Exercise description >> Scan the records beneath this line for the line holding "use crate::correlation::CorrelationTable;" and the line holding "const MAX_PROTOCOL_ERRORS: usize = 32;", then transcribe exactly those two and all lines between.

Source data >>
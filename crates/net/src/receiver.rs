//! Background receive loop
//!
//! Pulls frames off the transport, routes replies to the correlation table
//! and applies server pushes to the session. A frame that cannot be decoded is
//! recorded and skipped. The loop runs until the stop signal fires, the writer
//! reports a dead transport, or the transport closes or fails; in every case it
//! leaves the session `NotConnected` and releases every caller still waiting
//! for a reply.

use std::collections::VecDeque;
use std::sync::{Mutex, PoisonError};

use tokio::sync::{oneshot, watch, Notify, RwLock};
use tracing::{debug, error, info, warn};

use crate::correlation::CorrelationTable;
use crate::error::Error;
use crate::protocol::{decode_frame, parse_server_message, Frame, ServerMessage};
use crate::session::Session;
use crate::transport::TransportReader;

/// Protocol violations kept for inspection
const MAX_PROTOCOL_ERRORS: usize = 32;

/// State shared between the façade and the receive loop
pub(crate) struct Shared {
    pub session: RwLock<Session>,
    pub table: CorrelationTable,
    /// Bumped whenever the session changes so waiters can re-check it
    updates: watch::Sender<u64>,
    protocol_errors: Mutex<VecDeque<Error>>,
    /// Raised by the writer when the transport can no longer be written to
    transport_failed: Notify,
}

impl Shared {
    pub fn new(session: Session) -> Self {
        let (updates, _) = watch::channel(0);
        Self {
            session: RwLock::new(session),
            table: CorrelationTable::new(),
            updates,
            protocol_errors: Mutex::new(VecDeque::new()),
            transport_failed: Notify::new(),
        }
    }

    pub fn subscribe(&self) -> watch::Receiver<u64> {
        self.updates.subscribe()
    }

    pub fn notify(&self) {
        self.updates.send_modify(|revision| *revision += 1);
    }

    /// Tear the session down after the transport failed
    ///
    /// Releases pending requests, moves the session to `NotConnected` and
    /// tells the receive loop to stop.
    pub async fn transport_lost(&self) {
        self.disconnect().await;
        self.transport_failed.notify_one();
    }

    async fn disconnect(&self) {
        self.table.close();
        self.session.write().await.disconnect();
        self.notify();
    }

    fn record_protocol_error(&self, error: Error) {
        warn!(error = %error, "Protocol violation");
        let mut errors = self
            .protocol_errors
            .lock()
            .unwrap_or_else(PoisonError::into_inner);
        if errors.len() == MAX_PROTOCOL_ERRORS {
            errors.pop_front();
        }
        errors.push_back(error);
    }

    pub fn take_protocol_errors(&self) -> Vec<Error> {
        self.protocol_errors
            .lock()
            .unwrap_or_else(PoisonError::into_inner)
            .drain(..)
            .collect()
    }
}

/// Main receive task
pub(crate) async fn receive_loop<R: TransportReader>(
    mut reader: R,
    shared: std::sync::Arc<Shared>,
    mut stop_rx: oneshot::Receiver<()>,
) {
    loop {
        tokio::select! {
            result = reader.recv() => {
                match result {
                    Ok(Some(line)) => {
                        debug!(frame = %line, "Received frame");
                        dispatch(&line, &shared).await;
                    }
                    Ok(None) => {
                        debug!("Server closed connection");
                        break;
                    }
                    // An undecodable frame does not end the session
                    Err(e @ Error::Protocol(_)) => shared.record_protocol_error(e),
                    Err(e) => {
                        error!(error = %e, "Read error");
                        break;
                    }
                }
            }

            _ = shared.transport_failed.notified() => {
                debug!("Writer lost the transport");
                break;
            }

            // Fires on an explicit stop and when the connection handle is dropped
            _ = &mut stop_rx => {
                debug!("Stop requested");
                break;
            }
        }
    }

    // Cleanup
    shared.disconnect().await;
    info!("Receive loop stopped");
}

/// Route a single inbound frame
async fn dispatch(line: &str, shared: &Shared) {
    let frame = match decode_frame(line) {
        Ok(frame) => frame,
        Err(e) => {
            shared.record_protocol_error(e);
            return;
        }
    };

    match frame {
        Frame::Reply {
            request_id,
            payload,
        } => {
            if let Err(e) = shared.table.deposit(request_id, payload) {
                shared.record_protocol_error(e);
            } else {
                debug!(request_id, "Reply routed");
            }
        }
        Frame::Push(payload) => match parse_server_message(&payload) {
            Ok(msg) => apply_push(msg, shared).await,
            Err(e) => shared.record_protocol_error(e),
        },
    }
}

/// Apply a server push to the session
async fn apply_push(msg: ServerMessage, shared: &Shared) {
    let result = {
        let mut session = shared.session.write().await;
        match msg {
            ServerMessage::PlayerId(id) => session.bind_player_id(id),
            ServerMessage::PlayerList(players) => {
                session.update_players(players);
                Ok(())
            }
            ServerMessage::Offer(from) => session.push_offer(from),
            ServerMessage::GameStarted { opponent } => session.start_game(opponent),
            ServerMessage::GameEnded => session.end_game(),
            ServerMessage::Chat(body) => session.push_chat(body).map(|id| {
                debug!(message_id = id, "Chat message queued");
            }),
            ServerMessage::Error(reason) => {
                warn!(reason = %reason, "Server reported an error outside a request");
                Ok(())
            }
        }
    };

    match result {
        Ok(()) => shared.notify(),
        Err(e @ Error::Protocol(_)) => shared.record_protocol_error(e),
        Err(e) => warn!(error = %e, "Ignoring push"),
    }
}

Result >>
use crate::correlation::CorrelationTable;
use crate::error::Error;
use crate::protocol::{decode_frame, parse_server_message, Frame, ServerMessage};
use crate::session::Session;
use crate::transport::TransportReader;

/// Protocol violations kept for inspection
const MAX_PROTOCOL_ERRORS: usize = 32;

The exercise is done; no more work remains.